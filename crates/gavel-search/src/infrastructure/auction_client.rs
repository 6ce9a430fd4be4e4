//! HTTP client for the auction service's reconciliation endpoint.

use std::time::Duration;

use async_trait::async_trait;
use chrono::{DateTime, SecondsFormat, Utc};
use gavel_core::derived::AuthoritativeSource;
use gavel_core::error::ReconcileError;
use gavel_core::snapshot::RecordSnapshot;
use reqwest::Url;
use tracing::debug;

/// Pulls record snapshots from `GET {base}/records?updatedSince=`.
#[derive(Debug, Clone)]
pub struct AuctionServiceClient {
    records_url: Url,
    client: reqwest::Client,
}

impl AuctionServiceClient {
    /// Creates a client for the auction service at `base_url`.
    ///
    /// # Errors
    ///
    /// Returns `ReconcileError::Unavailable` if `base_url` is not a valid URL
    /// or the HTTP client cannot be built.
    pub fn new(base_url: &str, timeout: Duration) -> Result<Self, ReconcileError> {
        let records_url = Url::parse(&format!("{}/records", base_url.trim_end_matches('/')))
            .map_err(|e| ReconcileError::Unavailable(format!("invalid auction service url: {e}")))?;
        let client = reqwest::Client::builder()
            .timeout(timeout)
            .build()
            .map_err(|e| ReconcileError::Unavailable(format!("http client: {e}")))?;
        Ok(Self {
            records_url,
            client,
        })
    }

    fn url_for(&self, since: Option<DateTime<Utc>>) -> Url {
        let mut url = self.records_url.clone();
        if let Some(since) = since {
            url.query_pairs_mut().append_pair(
                "updatedSince",
                &since.to_rfc3339_opts(SecondsFormat::Micros, true),
            );
        }
        url
    }
}

#[async_trait]
impl AuthoritativeSource for AuctionServiceClient {
    async fn records_updated_since(
        &self,
        since: Option<DateTime<Utc>>,
    ) -> Result<Vec<RecordSnapshot>, ReconcileError> {
        let url = self.url_for(since);
        debug!(%url, "pulling auction records");

        let response = self
            .client
            .get(url)
            .send()
            .await
            .map_err(|e| ReconcileError::Unavailable(format!("records request failed: {e}")))?;

        let status = response.status();
        if !status.is_success() {
            return Err(ReconcileError::Unavailable(format!(
                "records request returned {status}"
            )));
        }

        response
            .json::<Vec<RecordSnapshot>>()
            .await
            .map_err(|e| ReconcileError::Unavailable(format!("invalid records response: {e}")))
    }
}

#[cfg(test)]
mod tests {
    use std::collections::HashMap;
    use std::sync::{Arc, Mutex};

    use axum::Router;
    use axum::extract::Query;
    use axum::http::StatusCode;
    use axum::routing::get;
    use chrono::TimeZone;
    use uuid::Uuid;

    use super::*;

    fn snapshot() -> RecordSnapshot {
        let at = Utc.with_ymd_and_hms(2026, 1, 15, 10, 0, 0).unwrap();
        RecordSnapshot {
            id: Uuid::new_v4(),
            make: "Ford".into(),
            model: "GT".into(),
            color: "White".into(),
            mileage: 65_125,
            year: 2020,
            seller: "bob".into(),
            winner: None,
            auction_end: at + chrono::Duration::days(3),
            created_at: at,
            updated_at: at,
        }
    }

    async fn serve(app: Router) -> String {
        let listener = tokio::net::TcpListener::bind("127.0.0.1:0").await.unwrap();
        let addr = listener.local_addr().unwrap();
        tokio::spawn(async move {
            let _ = axum::serve(listener, app).await;
        });
        format!("http://{addr}")
    }

    type Seen = Arc<Mutex<Vec<Option<String>>>>;

    async fn spawn_records_server(records: Vec<RecordSnapshot>) -> (String, Seen) {
        let seen: Seen = Arc::new(Mutex::new(Vec::new()));
        let recorder = seen.clone();
        let app = Router::new().route(
            "/records",
            get(move |Query(params): Query<HashMap<String, String>>| {
                let records = records.clone();
                let recorder = recorder.clone();
                async move {
                    recorder
                        .lock()
                        .unwrap()
                        .push(params.get("updatedSince").cloned());
                    axum::Json(records)
                }
            }),
        );
        (serve(app).await, seen)
    }

    #[tokio::test]
    async fn test_full_pull_sends_no_watermark() {
        // Arrange
        let expected = vec![snapshot()];
        let (base_url, seen) = spawn_records_server(expected.clone()).await;
        let client = AuctionServiceClient::new(&base_url, Duration::from_secs(5)).unwrap();

        // Act
        let records = client.records_updated_since(None).await.unwrap();

        // Assert
        assert_eq!(records, expected);
        assert_eq!(*seen.lock().unwrap(), vec![None]);
    }

    #[tokio::test]
    async fn test_watermark_is_sent_as_rfc3339() {
        let (base_url, seen) = spawn_records_server(Vec::new()).await;
        let client = AuctionServiceClient::new(&format!("{base_url}/"), Duration::from_secs(5))
            .unwrap();
        let since = Utc.with_ymd_and_hms(2026, 1, 15, 10, 0, 0).unwrap();

        client.records_updated_since(Some(since)).await.unwrap();

        let seen = seen.lock().unwrap().clone();
        let sent = seen[0].clone().unwrap();
        assert_eq!(DateTime::parse_from_rfc3339(&sent).unwrap(), since);
    }

    #[tokio::test]
    async fn test_error_status_is_unavailable() {
        let app = Router::new().route(
            "/records",
            get(|| async { StatusCode::SERVICE_UNAVAILABLE }),
        );
        let base_url = serve(app).await;
        let client = AuctionServiceClient::new(&base_url, Duration::from_secs(5)).unwrap();

        let result = client.records_updated_since(None).await;

        assert!(matches!(result, Err(ReconcileError::Unavailable(_))));
    }

    #[tokio::test]
    async fn test_unreachable_service_is_unavailable() {
        let listener = tokio::net::TcpListener::bind("127.0.0.1:0").await.unwrap();
        let addr = listener.local_addr().unwrap();
        drop(listener);
        let client =
            AuctionServiceClient::new(&format!("http://{addr}"), Duration::from_secs(1)).unwrap();

        let result = client.records_updated_since(None).await;

        assert!(matches!(result, Err(ReconcileError::Unavailable(_))));
    }
}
* * *
Problem to solve:
Which lines of the data contain the word "String"? Copy each one.

Exercise result:
    async fn serve(app: Router) -> String {
    type Seen = Arc<Mutex<Vec<Option<String>>>>;
    async fn spawn_records_server(records: Vec<RecordSnapshot>) -> (String, Seen) {
            get(move |Query(params): Query<HashMap<String, String>>| {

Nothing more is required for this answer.